Wang Hui, Han Zhiwei, Liu Wenqiang, Wu Yanbo
IEEE Trans Neural Netw Learn Syst. 2024 May;35(5):5915-5928. doi: 10.1109/TNNLS.2022.3219814. Epub 2024 May 2.
In high-speed railways, the pantograph-catenary system (PCS) is a critical subsystem of the train power supply system. In particular, when the double-PCS (DPCS) is in operation, the passing of the leading pantograph (LP) causes the contact force of the trailing pantograph (TP) to fluctuate violently, affecting the power collection quality of the electric multiple units (EMUs). The actively controlled pantograph is the most promising technique for reducing the pantograph-catenary contact force (PCCF) fluctuation and improving the current collection quality. Based on the Nash equilibrium framework, this study proposes a multiagent reinforcement learning (MARL) algorithm for active pantograph control called cooperative proximity policy optimization (Coo-PPO). In the algorithm implementation, the heterogeneous agents play a unique role in a cooperative environment guided by the global value function. Then, a novel reward propagation channel is proposed to reveal implicit associations between agents. Furthermore, a curriculum learning approach is adopted to strike a balance between reward maximization and rational movement patterns. An existing MARL algorithm and a traditional control strategy are compared in the same scenario to validate the proposed control strategy's performance. The experimental results show that the Coo-PPO algorithm obtains more rewards, significantly suppresses the fluctuation in PCCF (up to 41.55%), and dramatically decreases the TP's offline rate (up to 10.77%).
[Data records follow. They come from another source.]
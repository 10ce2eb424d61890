// Input vocabulary for the local control loop, the shop and the debug overlay.

use std::collections::HashSet;

#[derive(Debug, Clone, Copy, PartialEq, Eq, Hash)]
pub enum Key {
    // Dedicated debug request key.
    Backquote,
    Digit(u8),
    Plus,
    Minus,
    Other,
}

#[derive(Debug, Clone, Copy, PartialEq, Default)]
pub struct Pointer {
    pub x: f32,
    pub y: f32,
    pub is_down: bool,
}

/// Everything the control loop samples in one frame.
#[derive(Debug, Clone, PartialEq, Default)]
pub struct InputFrame {
    pub pointer: Pointer,
    /// Raw key-down events delivered since the previous frame, in order. Held keys may
    /// repeat here.
    pub key_events: Vec<Key>,
    /// Keys observed down at sampling time.
    pub held: HashSet<Key>,
    /// Shop button the pointer pressed this frame, if any.
    pub upgrade_clicked: Option<UpgradeKind>,
}

impl InputFrame {
    pub fn is_held(&self, key: Key) -> bool {
        self.held.contains(&key)
    }

    /// Delivers a key-down event and marks the key as held.
    pub fn press(mut self, key: Key) -> Self {
        self.key_events.push(key);
        self.held.insert(key);
        self
    }

    /// Marks a key as held without a new key-down event (auto-repeat suppressed).
    pub fn hold(mut self, key: Key) -> Self {
        self.held.insert(key);
        self
    }

    pub fn pointer_at(mut self, x: f32, y: f32, is_down: bool) -> Self {
        self.pointer = Pointer { x, y, is_down };
        self
    }
}

#[derive(Debug, Clone, Copy, PartialEq, Eq, Hash, PartialOrd, Ord)]
pub enum UpgradeKind {
    Speed,
    Damage,
    Radius,
    RegenSpeed,
    MaxMissiles,
}

impl UpgradeKind {
    pub const ALL: [UpgradeKind; 5] = [
        UpgradeKind::Speed,
        UpgradeKind::Damage,
        UpgradeKind::Radius,
        UpgradeKind::RegenSpeed,
        UpgradeKind::MaxMissiles,
    ];

    pub fn wire_name(self) -> &'static str {
        match self {
            UpgradeKind::Speed => "speed",
            UpgradeKind::Damage => "damage",
            UpgradeKind::Radius => "radius",
            UpgradeKind::RegenSpeed => "regenSpeed",
            UpgradeKind::MaxMissiles => "maxMissiles",
        }
    }

    pub fn from_wire(name: &str) -> Option<Self> {
        Self::ALL.into_iter().find(|kind| kind.wire_name() == name)
    }

    // Shown on the shop button until the server sends a cost update.
    pub fn starting_cost(self) -> u32 {
        match self {
            UpgradeKind::Speed | UpgradeKind::Damage => 1000,
            UpgradeKind::Radius | UpgradeKind::RegenSpeed => 500,
            UpgradeKind::MaxMissiles => 800,
        }
    }

    pub fn button_label(self, cost: &str) -> String {
        let title = match self {
            UpgradeKind::Speed => "Missile\nSpeed",
            UpgradeKind::Damage => "Missile\nDamage",
            UpgradeKind::Radius => "Explosion\nRadius",
            UpgradeKind::RegenSpeed => "Ammo Regen\nSpeed",
            UpgradeKind::MaxMissiles => "Ammo\nCapacity",
        };
        format!("{title}\n\n{cost}")
    }
}

/// Server tunables adjustable from the debug overlay, indexed by digit key.
#[derive(Debug, Clone, Copy, PartialEq, Eq, Hash, PartialOrd, Ord)]
pub enum DebugField {
    CometSpeed,
    Round,
    BaseHealth,
    Timer,
    Credits,
    MaxMissiles,
    RegenSpeed,
    CometLimit,
    CometRate,
    CometHealth,
}

impl DebugField {
    pub const ALL: [DebugField; 10] = [
        DebugField::CometSpeed,
        DebugField::Round,
        DebugField::BaseHealth,
        DebugField::Timer,
        DebugField::Credits,
        DebugField::MaxMissiles,
        DebugField::RegenSpeed,
        DebugField::CometLimit,
        DebugField::CometRate,
        DebugField::CometHealth,
    ];

    pub fn from_digit(digit: u8) -> Option<Self> {
        Self::ALL.get(usize::from(digit)).copied()
    }

    pub fn digit(self) -> u8 {
        self as u8
    }

    pub fn name(self) -> &'static str {
        match self {
            DebugField::CometSpeed => "cometSpeed",
            DebugField::Round => "round",
            DebugField::BaseHealth => "baseHealth",
            DebugField::Timer => "timer",
            DebugField::Credits => "credits",
            DebugField::MaxMissiles => "maxMissiles",
            DebugField::RegenSpeed => "regenSpeed",
            DebugField::CometLimit => "cometLimit",
            DebugField::CometRate => "cometRate",
            DebugField::CometHealth => "cometHealth",
        }
    }

    pub fn event_name(self) -> &'static str {
        match self {
            DebugField::CometSpeed => "changeCometSpeed",
            DebugField::Round => "changeRound",
            DebugField::BaseHealth => "changeBaseHealth",
            DebugField::Timer => "changeTimer",
            DebugField::Credits => "changeCredits",
            DebugField::MaxMissiles => "changeMaxMissiles",
            DebugField::RegenSpeed => "changeRegenSpeed",
            DebugField::CometLimit => "changeCometLimit",
            DebugField::CometRate => "changeCometRate",
            DebugField::CometHealth => "changeCometHealth",
        }
    }

    /// Delta sent for one `+` press. Spawn rate is an interval, so it moves the other way.
    /// `None` means the adjustment carries no payload.
    pub fn step(self) -> Option<i32> {
        match self {
            DebugField::Round => None,
            DebugField::BaseHealth => Some(10),
            DebugField::Timer => Some(5),
            DebugField::Credits => Some(100),
            DebugField::CometRate => Some(-500),
            DebugField::CometSpeed
            | DebugField::MaxMissiles
            | DebugField::RegenSpeed
            | DebugField::CometLimit
            | DebugField::CometHealth => Some(1),
        }
    }

    /// Overlay line, with the current value appended for fields that report one.
    pub fn overlay_line(self, value: Option<&str>) -> String {
        let (title, unit) = match self {
            DebugField::CometSpeed => ("Comet speed", ""),
            DebugField::Round => ("Round", ""),
            DebugField::BaseHealth => ("Base Health", ""),
            DebugField::Timer => ("Timer", ""),
            DebugField::Credits => ("Credits", ""),
            DebugField::MaxMissiles => ("Maximum missile capacity", ""),
            DebugField::RegenSpeed => ("Regen speed", "s"),
            DebugField::CometLimit => ("Maximum number of comets", ""),
            DebugField::CometRate => ("Comet spawn rate", ""),
            DebugField::CometHealth => ("Comet health", ""),
        };
        match value {
            Some(value) => format!("{} - {title} = {value}{unit}", self.digit()),
            None => format!("{} - {title}", self.digit()),
        }
    }
}

#[cfg(test)]
mod tests {
    use super::*;

    #[test]
    fn when_digit_is_in_range_then_field_round_trips() {
        for digit in 0..10u8 {
            let field = DebugField::from_digit(digit).expect("digit maps to a field");
            assert_eq!(field.digit(), digit);
        }
        assert_eq!(DebugField::from_digit(10), None);
    }

    #[test]
    fn when_field_reports_a_value_then_overlay_line_includes_it() {
        assert_eq!(
            DebugField::RegenSpeed.overlay_line(Some("3")),
            "6 - Regen speed = 3s"
        );
        assert_eq!(DebugField::Round.overlay_line(None), "1 - Round");
    }

    #[test]
    fn when_wire_name_is_known_then_upgrade_kind_parses() {
        assert_eq!(UpgradeKind::from_wire("regenSpeed"), Some(UpgradeKind::RegenSpeed));
        assert_eq!(UpgradeKind::from_wire("armor"), None);
        assert_eq!(
            UpgradeKind::Radius.button_label("500"),
            "Explosion\nRadius\n\n500"
        );
    }
}
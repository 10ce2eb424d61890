// Maps inbound event names to handlers. The table is data; `subscribe` builds the lookup
// once per scene and `dispatch` runs events strictly in the order they are handed in.

use crate::use_cases::context::SceneContext;
use crate::use_cases::handlers::{self, Handler};
use crate::use_cases::types::{InboundEvent, OutboundEvent};
use std::collections::HashMap;
use std::time::{Duration, Instant};
use tracing::{debug, info, warn};

const LOG_THROTTLE: Duration = Duration::from_secs(2);

const HANDLERS: &[(&str, Handler)] = &[
    ("currentPlayers", handlers::current_players),
    ("newPlayer", handlers::new_player),
    ("newMissile", handlers::new_missile),
    ("newCrosshair", handlers::new_crosshair),
    ("newComet", handlers::new_comet),
    ("initComets", handlers::init_comets),
    ("missileCountChange", handlers::missile_count_change),
    ("missileDestroyed", handlers::missile_destroyed),
    ("cometDestroyed", handlers::comet_destroyed),
    ("crosshairDestroyed", handlers::crosshair_destroyed),
    ("disconnect", handlers::disconnect),
    ("baseDamaged", handlers::base_damaged),
    ("missileUpdate", handlers::missile_update),
    ("cometUpdate", handlers::comet_update),
    ("playerMoved", handlers::player_moved),
    ("missileFired", handlers::missile_fired),
    ("timerUpdate", handlers::timer_text),
    ("updateCredits", handlers::credits_text),
    ("updateScore", handlers::score_text),
    ("updateRound", handlers::round_text),
    ("updateCost", handlers::update_cost),
    ("initHealth", handlers::health_text),
    ("initTimer", handlers::timer_text),
    ("initCredits", handlers::credits_text),
    ("initScore", handlers::score_text),
    ("initRound", handlers::round_text),
    ("spectate", handlers::spectate),
    ("debug", handlers::debug_session),
    ("regenSpeedChange", handlers::regen_speed_change),
    ("cometLimitChange", handlers::comet_limit_change),
    ("cometRateChange", handlers::comet_rate_change),
    ("cometHealthChange", handlers::comet_health_change),
    ("cometSpeedChange", handlers::comet_speed_change),
    ("baseHealthChange", handlers::base_health_change),
    ("gameOver", handlers::game_over),
];

#[derive(Debug, Clone, Copy, PartialEq, Eq)]
pub enum DispatchOutcome {
    Applied,
    // No handler for this event name.
    Unhandled,
    // Payload was rejected; state is unchanged past the failing sub-operation.
    Malformed,
    // Scene already torn down.
    Ignored,
}

pub struct Dispatcher {
    handlers: HashMap<&'static str, Handler>,
    last_malformed_log: Instant,
}

impl Dispatcher {
    /// Registers every handler and announces the scene to the server. The registry and UI
    /// state in `ctx` must already exist.
    pub fn subscribe(ctx: &mut SceneContext) -> Self {
        let handlers = HANDLERS.iter().copied().collect::<HashMap<_, _>>();
        handlers::build_shop(ctx);
        ctx.emit(OutboundEvent::RequestInitialize);
        info!(events = handlers.len(), "dispatcher subscribed");

        Self {
            handlers,
            last_malformed_log: Instant::now() - LOG_THROTTLE,
        }
    }

    pub fn handles(&self, name: &str) -> bool {
        self.handlers.contains_key(name)
    }

    pub fn dispatch(&mut self, ctx: &mut SceneContext, event: &InboundEvent) -> DispatchOutcome {
        if ctx.is_torn_down() {
            debug!(event = %event.name, "scene torn down; dropping event");
            return DispatchOutcome::Ignored;
        }

        let Some(&handler) = self.handlers.get(event.name.as_str()) else {
            debug!(event = %event.name, "no handler for event");
            return DispatchOutcome::Unhandled;
        };

        match handler(ctx, &event.args) {
            Ok(()) => DispatchOutcome::Applied,
            Err(e) => {
                if should_log(&mut self.last_malformed_log) {
                    warn!(event = %event.name, error = %e, "malformed event payload");
                }
                DispatchOutcome::Malformed
            }
        }
    }
}

fn should_log(last: &mut Instant) -> bool {
    if last.elapsed() >= LOG_THROTTLE {
        *last = Instant::now();
        true
    } else {
        false
    }
}
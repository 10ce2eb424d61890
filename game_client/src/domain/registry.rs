// Keyed collections of mirrored entities.
//
// Creation only happens through explicit create calls; updates and destroys that name an
// unknown id are no-ops and report `false`/`None` so callers can log them.

use crate::domain::entities::{
    Ammo, Comet, Crosshair, EntityId, LocalPlayer, Missile, RemotePlayer, Vec2,
};
use std::collections::BTreeMap;

/// Anything the registry can key, move and rotate.
pub trait Mirrored {
    fn id(&self) -> &EntityId;
    fn set_position(&mut self, position: Vec2);
    fn set_rotation(&mut self, _rotation: f32) {}
}

macro_rules! mirrored_with_rotation {
    ($($ty:ty),*) => {
        $(
            impl Mirrored for $ty {
                fn id(&self) -> &EntityId {
                    &self.id
                }

                fn set_position(&mut self, position: Vec2) {
                    self.position = position;
                }

                fn set_rotation(&mut self, rotation: f32) {
                    self.rotation = rotation;
                }
            }
        )*
    };
}

mirrored_with_rotation!(RemotePlayer, Missile, Comet);

impl Mirrored for Crosshair {
    fn id(&self) -> &EntityId {
        &self.id
    }

    fn set_position(&mut self, position: Vec2) {
        self.position = position;
    }
}

/// One entity kind, keyed by server id. Iteration order is id order.
#[derive(Debug, Clone)]
pub struct Collection<T> {
    items: BTreeMap<EntityId, T>,
}

impl<T> Default for Collection<T> {
    fn default() -> Self {
        Self {
            items: BTreeMap::new(),
        }
    }
}

impl<T: Mirrored> Collection<T> {
    /// Inserts the entity, replacing (and returning) any previous entry with the same id.
    pub fn create(&mut self, entity: T) -> Option<T> {
        self.items.insert(entity.id().clone(), entity)
    }

    pub fn update_position(
        &mut self,
        id: &EntityId,
        position: Vec2,
        rotation: Option<f32>,
    ) -> bool {
        let Some(entity) = self.items.get_mut(id) else {
            return false;
        };
        entity.set_position(position);
        if let Some(rotation) = rotation {
            entity.set_rotation(rotation);
        }
        true
    }

    pub fn destroy(&mut self, id: &EntityId) -> Option<T> {
        self.items.remove(id)
    }

    pub fn get(&self, id: &EntityId) -> Option<&T> {
        self.items.get(id)
    }

    pub fn get_mut(&mut self, id: &EntityId) -> Option<&mut T> {
        self.items.get_mut(id)
    }

    pub fn contains(&self, id: &EntityId) -> bool {
        self.items.contains_key(id)
    }

    pub fn len(&self) -> usize {
        self.items.len()
    }

    pub fn is_empty(&self) -> bool {
        self.items.is_empty()
    }

    pub fn iter(&self) -> impl Iterator<Item = &T> {
        self.items.values()
    }

    pub fn for_each(&self, f: impl FnMut(&T)) {
        self.items.values().for_each(f);
    }

    pub fn clear(&mut self) {
        self.items.clear();
    }
}

/// Result of overwriting a player's ammo counters.
#[derive(Debug, Clone, PartialEq)]
pub struct AmmoUpdate {
    pub is_local: bool,
    pub anchor_x: f32,
    pub ammo: Ammo,
}

#[derive(Debug, Default)]
pub struct EntityRegistry {
    local: Option<LocalPlayer>,
    pub remote_players: Collection<RemotePlayer>,
    pub missiles: Collection<Missile>,
    pub comets: Collection<Comet>,
    pub crosshairs: Collection<Crosshair>,
}

impl EntityRegistry {
    pub fn new() -> Self {
        Self::default()
    }

    pub fn local(&self) -> Option<&LocalPlayer> {
        self.local.as_ref()
    }

    pub fn local_mut(&mut self) -> Option<&mut LocalPlayer> {
        self.local.as_mut()
    }

    /// Installs the local player; last write wins.
    pub fn set_local(&mut self, player: LocalPlayer) -> Option<LocalPlayer> {
        self.local.replace(player)
    }

    pub fn is_local(&self, id: &EntityId) -> bool {
        self.local.as_ref().is_some_and(|player| &player.id == id)
    }

    /// Live generation counter of the local or remote player with this id.
    pub fn generation(&self, id: &EntityId) -> Option<u64> {
        match &self.local {
            Some(player) if &player.id == id => Some(player.ammo.generation),
            _ => self.remote_players.get(id).map(|player| player.ammo.generation),
        }
    }

    /// Overwrites ammo counters on the local or remote player with this id.
    pub fn update_ammo(&mut self, id: &EntityId, count: u32, max: u32) -> Option<AmmoUpdate> {
        if let Some(player) = self.local.as_mut().filter(|player| &player.id == id) {
            player.ammo.set(count, max);
            player.out_of_ammo = count == 0;
            return Some(AmmoUpdate {
                is_local: true,
                anchor_x: player.barrel_position().x,
                ammo: player.ammo,
            });
        }

        let player = self.remote_players.get_mut(id)?;
        player.ammo.set(count, max);
        Some(AmmoUpdate {
            is_local: false,
            anchor_x: player.barrel_position().x,
            ammo: player.ammo,
        })
    }

    /// Drops every mirrored entity, the local player included.
    pub fn clear(&mut self) {
        self.local = None;
        self.remote_players.clear();
        self.missiles.clear();
        self.comets.clear();
        self.crosshairs.clear();
    }
}
// Tuning for the sliding shop tray.
use std::time::Duration;

#[derive(Debug, Clone, Copy)]
pub struct TrayTuning {
    /// Pointer y below which the tray retracts (and firing is allowed).
    pub cutoff_y: f32,

    /// Distance in pixels the tray moves per slide.
    pub slide_distance: f32,

    /// Duration of the slide animation.
    pub slide_duration: Duration,

    /// Time after a slide starts before another may begin; slightly longer than the slide.
    pub settle_delay: Duration,
}

impl Default for TrayTuning {
    fn default() -> Self {
        Self {
            cutoff_y: 120.0,
            slide_distance: 120.0,
            slide_duration: Duration::from_millis(100),
            settle_delay: Duration::from_millis(150),
        }
    }
}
This study adopts MARL technology for the first time to address the coordinated control of double pantographs in DPCS.
在高速铁路中,受电弓-接触网系统(PCS)是列车供电系统的关键子系统。特别是,当双受电弓-接触网系统(DPCS)运行时,前导受电弓(LP)的通过会导致后随受电弓(TP)的接触力剧烈波动,影响动车组(EMU)的集电质量。主动控制受电弓是降低受电弓-接触网接触力(PCCF)波动并提高集流质量最具前景的技术。基于纳什均衡框架,本研究提出了一种用于主动受电弓控制的多智能体强化学习(MARL)算法,称为协作近端策略优化(Coo-PPO)。在算法实现中,异构智能体在由全局价值函数引导的协作环境中发挥独特作用。然后,提出了一种新颖的奖励传播通道,以揭示智能体之间的隐含关联。此外,采用课程学习方法在奖励最大化和合理运动模式之间取得平衡。在相同场景下将现有的MARL算法和传统控制策略进行比较,以验证所提出控制策略的性能。实验结果表明,Coo-PPO算法获得了更多奖励,显著抑制了PCCF的波动(高达41.55%),并大幅降低了TP的离线率(高达10.77%)。本研究首次采用MARL技术来解决DPCS中双受电弓的协调控制问题。